Al di là delle specifiche evenienze e contingenze, su cui come detto farà chiarezza l’autorità giudiziaria, in questa sede tale evento, e quello che mediaticamente ne è scaturito, deve interrogarci e pungolarci sotto un duplice profilo.

In nessun campo dell’attività umana – prosegue Russo nella nota – è sano e utile porsi al capo di “guerre di religione”, e tantomeno ciò è consigliabile quando ci si avvicina ai temi della detenzione inframuraria. Il disagio della condizione carceraria nel ns. Paese non può e non deve diventare il grimaldello della rivendicazione populista e della politica delle urne: è questo il miglior modo per non affrontare il problema, per non occuparsene, dissimulando, invece, attenzione e impegno.

D’altro canto, va prestata la massima attenzione agli accadimenti di questi giorni per supportare gli operatori del settore e rappresentare le giuste rivendicazioni dei detenuti, a patto però di non trasformare ordinari disordini in una rivolta, che la storia lontana e recente delle carceri italiane ci insegna essere ben altro. Ce lo dice, inoltre, la logica, l’esperienza e la conoscenza dei problemi carcerari; ce lo dicono il buon senso e la ragione, non accecata dal fondamentalismo.

Eventi circoscritti e contingenti come quello accaduto a Benevento dimostrano certamente un disagio e un allarme che non devono essere sottovalutati, ma oggettivamente non assumono le dimensioni abnormi che paiono emergere da alcuni comunicati stampa e dal clamore mediatico di questi giorni.  Permane di certo, a Benevento, così come nel resto del territorio nazionale, l’atavica questione della scarsità di risorse e personale di polizia penitenziaria, che svolge un ruolo essenziale nella vicenda inframuraria, aggravata in questo momento storico dall’emergenza Covid con tutte le sue implicazioni sul piano organizzativo e lavorativo. Tuttavia, la struttura residenziale sannita mantiene – soprattutto in rapporto ad altre situazioni penitenziarie – un suo equilibrio ed una consolidata situazione di buona organizzazione e assenza di criticità allarmanti.

La Camera Penale è impegnata da tempo nel fornire sostegno alle legittime rivendicazioni dei detenuti e al contempo a garantire una proficua collaborazione tra le parti per una migliore gestione del fenomeno carcere e in tal senso intende proseguire, sottovoce e con costanza, e – come adesso – con una presa di posizione pubblica che appare quanto mai opportuna e necessaria.

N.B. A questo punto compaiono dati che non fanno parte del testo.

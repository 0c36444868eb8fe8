//! Bearer token authentication for HTTP handlers.
//!
//! Handlers take an [`AuthenticatedUser`] argument and receive only the
//! resolved [`UserId`]; token parsing and verification stay here.

use std::future::{Ready, ready};

use actix_web::http::header::AUTHORIZATION;
use actix_web::{FromRequest, HttpRequest, dev::Payload, web};
use tracing::warn;

use crate::domain::ports::TokenServiceError;
use crate::domain::{Error, UserId};

use super::state::HttpState;

const BEARER_PREFIX: &str = "Bearer ";

/// Identity of the caller, resolved from the `Authorization` header.
#[derive(Debug, Clone, PartialEq, Eq)]
pub struct AuthenticatedUser(UserId);

impl AuthenticatedUser {
    /// Account the presented token was issued for.
    pub fn user_id(&self) -> &UserId {
        &self.0
    }
}

fn bearer_token(req: &HttpRequest) -> Result<&str, Error> {
    let header = req
        .headers()
        .get(AUTHORIZATION)
        .ok_or_else(|| Error::unauthorized("No token, authorization denied"))?;
    let value = header
        .to_str()
        .map_err(|_| Error::unauthorized("Token is not valid"))?;
    let token = value
        .strip_prefix(BEARER_PREFIX)
        .map(str::trim)
        .filter(|token| !token.is_empty())
        .ok_or_else(|| Error::unauthorized("No token, authorization denied"))?;
    Ok(token)
}

fn map_token_error(error: TokenServiceError) -> Error {
    match error {
        TokenServiceError::Expired => Error::unauthorized("Token has expired"),
        TokenServiceError::Invalid { .. } => Error::unauthorized("Token is not valid"),
        TokenServiceError::Signing { message } => {
            Error::internal(format!("token verification failed: {message}"))
        }
    }
}

fn authenticate(req: &HttpRequest) -> Result<AuthenticatedUser, Error> {
    let state = req.app_data::<web::Data<HttpState>>().ok_or_else(|| {
        warn!("HttpState missing from app data; rejecting bearer request");
        Error::internal("authentication is not configured")
    })?;
    let token = bearer_token(req)?;
    state
        .tokens
        .verify(token)
        .map(AuthenticatedUser)
        .map_err(map_token_error)
}

impl FromRequest for AuthenticatedUser {
    type Error = Error;
    type Future = Ready<Result<Self, Self::Error>>;

    fn from_request(req: &HttpRequest, _payload: &mut Payload) -> Self::Future {
        ready(authenticate(req))
    }
}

Condividiamo, pertanto, il recente invito del Garante Ciambriello ad andare più a fondo nella lettura dei fenomeni che caratterizzano il mondo carcere, senza dimenticare le legittime richieste degli agenti della polizia penitenziaria, ma evitando ogni strumentalizzazione tesa a far prevalere interessi esclusivi di parte. 

Crediamo che il tema della condizione carceraria e della organizzazione penitenziaria – conclude Russo – vada trattato con equilibrio e serietà, consapevoli che solo un giusto bilanciamento degli interessi in gioco e delle rispettive rivendicazioni possa condurre alla auspicata risposta alle diverse domande che lo contraddistinguono”.